ABCC6 is a member of the gene family called the adenosine triphosphate binding cassette genes, which encode proteins that transport molecules into and out of cells. Researchers have not yet discovered the function of the specific gene. However, based on the loss of elasticity associated with the mutation, they theorize that it probably plays a role in keeping elastic fibers healthy.

The mutation causes pseudoxanthoma elasticum, a rare disorder of connective tissue in the skin, retina, and arterial walls characterized by breakdown of elastic fibers and calcification of tissues. Cardiovascular signs include premature coronary artery disease caused by calcification of arterial elastic fibers.

The specific mutation identified by the researchers is the most frequent mutation found in the ABCC6 gene in patients with pseudoxanthoma elasticum in The Netherlands and apparently throughout Europe.

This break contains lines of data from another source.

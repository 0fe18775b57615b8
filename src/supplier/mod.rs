//! Suppliers that outflows can be attributed to.

mod create;
mod db;
mod delete;
mod domain;
mod edit;
mod form;
mod list;

pub use create::{create_supplier_endpoint, get_new_supplier_page};
pub use db::{
    create_supplier, create_supplier_table, delete_supplier, get_all_suppliers, get_supplier,
    update_supplier,
};
pub use delete::delete_supplier_endpoint;
pub use domain::{MAX_TAX_ID_LENGTH, NewSupplier, Supplier, SupplierFormData, TaxId};
pub use edit::{get_edit_supplier_page, update_supplier_endpoint};
pub use list::get_suppliers_page;
//! Ledger entries: the recorded inflows and outflows of money.

use std::{fmt::Display, str::FromStr};

use rust_decimal::Decimal;
use serde::{Deserialize, Serialize};
use time::Date;

use crate::{
    Error,
    database_id::{CardId, CategoryId, EntryId, JarId, SupplierId},
    money::validate_amount,
};

/// Whether money came in or went out.
#[derive(Debug, Clone, Copy, PartialEq, Eq, Hash, Serialize, Deserialize)]
#[serde(rename_all = "lowercase")]
pub enum EntryKind {
    /// Money received, e.g. sales.
    Inflow,
    /// Money spent.
    Outflow,
}

impl EntryKind {
    /// The value stored in the database and sent by forms.
    pub fn as_str(self) -> &'static str {
        match self {
            EntryKind::Inflow => "inflow",
            EntryKind::Outflow => "outflow",
        }
    }

    /// The name shown to users.
    pub fn label(self) -> &'static str {
        match self {
            EntryKind::Inflow => "Inflow",
            EntryKind::Outflow => "Outflow",
        }
    }
}

impl FromStr for EntryKind {
    type Err = String;

    fn from_str(s: &str) -> Result<Self, Self::Err> {
        match s {
            "inflow" => Ok(EntryKind::Inflow),
            "outflow" => Ok(EntryKind::Outflow),
            other => Err(format!("unknown entry kind \"{other}\"")),
        }
    }
}

/// How an entry was paid.
#[derive(Debug, Clone, Copy, PartialEq, Eq, Hash, PartialOrd, Ord, Serialize, Deserialize)]
#[serde(rename_all = "kebab-case")]
pub enum PaymentMethod {
    /// Notes and coins.
    Cash,
    /// An instant bank transfer (PIX).
    InstantTransfer,
    /// Charged to one of the organization's credit cards.
    CreditCard,
    /// Paid straight from the bank account by debit card.
    DebitCard,
    /// Written down on the tab, to be settled later.
    Tab,
}

impl PaymentMethod {
    /// Every payment method, in the order they are offered in forms.
    pub const ALL: [PaymentMethod; 5] = [
        PaymentMethod::Cash,
        PaymentMethod::InstantTransfer,
        PaymentMethod::CreditCard,
        PaymentMethod::DebitCard,
        PaymentMethod::Tab,
    ];

    /// The value stored in the database and sent by forms.
    pub fn as_str(self) -> &'static str {
        match self {
            PaymentMethod::Cash => "cash",
            PaymentMethod::InstantTransfer => "instant-transfer",
            PaymentMethod::CreditCard => "credit-card",
            PaymentMethod::DebitCard => "debit-card",
            PaymentMethod::Tab => "tab",
        }
    }

    /// The name shown to users.
    pub fn label(self) -> &'static str {
        match self {
            PaymentMethod::Cash => "Cash",
            PaymentMethod::InstantTransfer => "Instant transfer",
            PaymentMethod::CreditCard => "Credit card",
            PaymentMethod::DebitCard => "Debit card",
            PaymentMethod::Tab => "Tab",
        }
    }
}

impl FromStr for PaymentMethod {
    type Err = String;

    fn from_str(s: &str) -> Result<Self, Self::Err> {
        PaymentMethod::ALL
            .into_iter()
            .find(|method| method.as_str() == s)
            .ok_or_else(|| format!("unknown payment method \"{s}\""))
    }
}

impl Display for PaymentMethod {
    fn fmt(&self, f: &mut std::fmt::Formatter<'_>) -> std::fmt::Result {
        write!(f, "{}", self.label())
    }
}

/// A single inflow or outflow of money.
#[derive(Debug, Clone, PartialEq, Eq, Serialize, Deserialize)]
pub struct LedgerEntry {
    pub id: EntryId,
    pub description: String,
    pub kind: EntryKind,
    /// Always positive, `kind` carries the direction.
    pub amount: Decimal,
    pub date: Date,
    pub category_id: Option<CategoryId>,
    pub supplier_id: Option<SupplierId>,
    /// `None` for internal movements such as transfers into a savings jar.
    pub payment_method: Option<PaymentMethod>,
    /// Set on the outflow recorded for a transfer into a savings jar.
    pub destination_jar_id: Option<JarId>,
    /// Set if and only if the entry was paid by credit card, unless the card
    /// has since been deleted.
    pub card_id: Option<CardId>,
    pub notes: String,
    /// Whether the entry records a transfer into a savings jar. Stays set after
    /// the jar is deleted.
    pub is_transfer: bool,
}

impl LedgerEntry {
    /// The card and amount this entry holds against a card's limit, if any.
    pub fn card_charge(&self) -> Option<(CardId, Decimal)> {
        card_charge(
            self.kind,
            self.payment_method,
            self.card_id,
            self.amount,
        )
    }

    /// Whether the entry is an outflow that left the cash balance, i.e. any
    /// outflow not paid by credit card.
    pub fn is_cash_outflow(&self) -> bool {
        self.kind == EntryKind::Outflow && self.payment_method != Some(PaymentMethod::CreditCard)
    }

    /// Whether the entry is an outflow paid by credit card.
    pub fn is_card_outflow(&self) -> bool {
        self.kind == EntryKind::Outflow && self.payment_method == Some(PaymentMethod::CreditCard)
    }
}

/// The fields for creating or updating a ledger entry.
///
/// Call [NewEntry::validate] before writing it to the database.
#[derive(Debug, Clone, PartialEq, Eq)]
pub struct NewEntry {
    /// What the money was for.
    pub description: String,
    /// Whether the money came in or went out.
    pub kind: EntryKind,
    /// A positive amount with at most two decimal places.
    pub amount: Decimal,
    /// The day the money moved.
    pub date: Date,
    /// The category the entry is reported under.
    pub category_id: Option<CategoryId>,
    /// Who was paid.
    pub supplier_id: Option<SupplierId>,
    /// How the entry was paid.
    pub payment_method: Option<PaymentMethod>,
    /// The savings jar the money was moved into.
    pub destination_jar_id: Option<JarId>,
    /// The card charged, required for credit card payments.
    pub card_id: Option<CardId>,
    /// Free text.
    pub notes: String,
}

impl NewEntry {
    /// An entry without a category, supplier or payment method.
    pub fn new(description: &str, kind: EntryKind, amount: Decimal, date: Date) -> Self {
        Self {
            description: description.to_owned(),
            kind,
            amount,
            date,
            category_id: None,
            supplier_id: None,
            payment_method: None,
            destination_jar_id: None,
            card_id: None,
            notes: String::new(),
        }
    }

    /// Set the payment method. Use [NewEntry::card] for credit card payments.
    pub fn payment_method(mut self, payment_method: PaymentMethod) -> Self {
        self.payment_method = Some(payment_method);
        self
    }

    /// Pay the entry with the credit card `card_id`.
    pub fn card(mut self, card_id: CardId) -> Self {
        self.payment_method = Some(PaymentMethod::CreditCard);
        self.card_id = Some(card_id);
        self
    }

    /// Put the entry in the category `category_id`.
    pub fn category(mut self, category_id: CategoryId) -> Self {
        self.category_id = Some(category_id);
        self
    }

    /// Attribute the entry to the supplier `supplier_id`.
    pub fn supplier(mut self, supplier_id: SupplierId) -> Self {
        self.supplier_id = Some(supplier_id);
        self
    }

    /// Check the amount and that a card is given if and only if the entry is
    /// paid by credit card.
    ///
    /// # Errors
    ///
    /// Returns [Error::InvalidAmount] or [Error::InconsistentPaymentMethod].
    pub fn validate(&self) -> Result<(), Error> {
        validate_amount(self.amount)?;

        let paid_by_card = self.payment_method == Some(PaymentMethod::CreditCard);

        if paid_by_card != self.card_id.is_some() {
            return Err(Error::InconsistentPaymentMethod);
        }

        Ok(())
    }

    /// The card and amount this entry will hold against a card's limit, if any.
    pub fn card_charge(&self) -> Option<(CardId, Decimal)> {
        card_charge(
            self.kind,
            self.payment_method,
            self.card_id,
            self.amount,
        )
    }
}

fn card_charge(
    kind: EntryKind,
    payment_method: Option<PaymentMethod>,
    card_id: Option<CardId>,
    amount: Decimal,
) -> Option<(CardId, Decimal)> {
    match (kind, payment_method, card_id) {
        (EntryKind::Outflow, Some(PaymentMethod::CreditCard), Some(card_id)) => {
            Some((card_id, amount))
        }
        _ => None,
    }
}

/// Form data for entry creation and editing.
#[derive(Debug, Serialize, Deserialize)]
pub struct EntryFormData {
    pub description: String,
    pub kind: EntryKind,
    pub amount: Decimal,
    pub date: Date,
    pub category_id: Option<CategoryId>,
    pub supplier_id: Option<SupplierId>,
    pub payment_method: Option<PaymentMethod>,
    pub card_id: Option<CardId>,
    #[serde(default)]
    pub notes: String,
}

impl TryFrom<EntryFormData> for NewEntry {
    type Error = Error;

    fn try_from(form: EntryFormData) -> Result<Self, Self::Error> {
        let entry = NewEntry {
            description: form.description.trim().to_owned(),
            kind: form.kind,
            amount: form.amount,
            date: form.date,
            category_id: form.category_id,
            supplier_id: form.supplier_id,
            payment_method: form.payment_method,
            destination_jar_id: None,
            card_id: form.card_id,
            notes: form.notes.trim().to_owned(),
        };

        entry.validate()?;

        Ok(entry)
    }
}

Researchers wondered if heterozygous carriers might have an increased risk of developing early heart disease. In a study of nearly 1,500 Dutch adults, they found that carriers of the mutation were 4.2 times more likely to have heart disease before age 50 years than individuals homozygous for the normal gene form.

"Our results seem to indicate that the R1141X mutation in the ABCC6 gene is not rare in the general population and contributes to an increased propensity toward premature heart disease," says Mieke D. Trip, M.D., the report's lead author. "The R1141X mutation is associated with a sharply increased risk of coronary heart disease."

In their study, Trip and colleagues enrolled 441 patients younger than age 50 years who had suffered a myocardial infarction, undergone a reperfusion procedure such as angioplasty, or whose angiograms showed blockage of 70 percent or more in a major coronary artery.

These patients were matched with 1,057 Dutch adults without heart disease. Both groups participated in a project that screened people in three Dutch cities for cardiovascular risk factors. All of them agreed to allow their frozen blood samples to be used in future research studies. Researchers extracted DNA from the blood sample of each member of the two groups, and identified each individual's genotype.

"We demonstrated that a strong association exists between the R1141X mutation in the ABCC6 gene and the presence of premature coronary artery disease," Trip says. "In addition, we could not find a relationship between this mutation and other major risk factors for heart disease, suggesting that this mutation is operating through a novel pathway to cause coronary heart disease."

The prevalence of heterozygous individuals was 3.2 percent (14 of 441) among heart patients compared with 0.8 percent (8 of 1,057) among healthy adults.

"If our data are confirmed in other studies, this might have implications for genetic screening in pseudoxanthoma elasticum families and may require a more aggressive approach toward coronary heart disease prevention in these individuals," Trip says.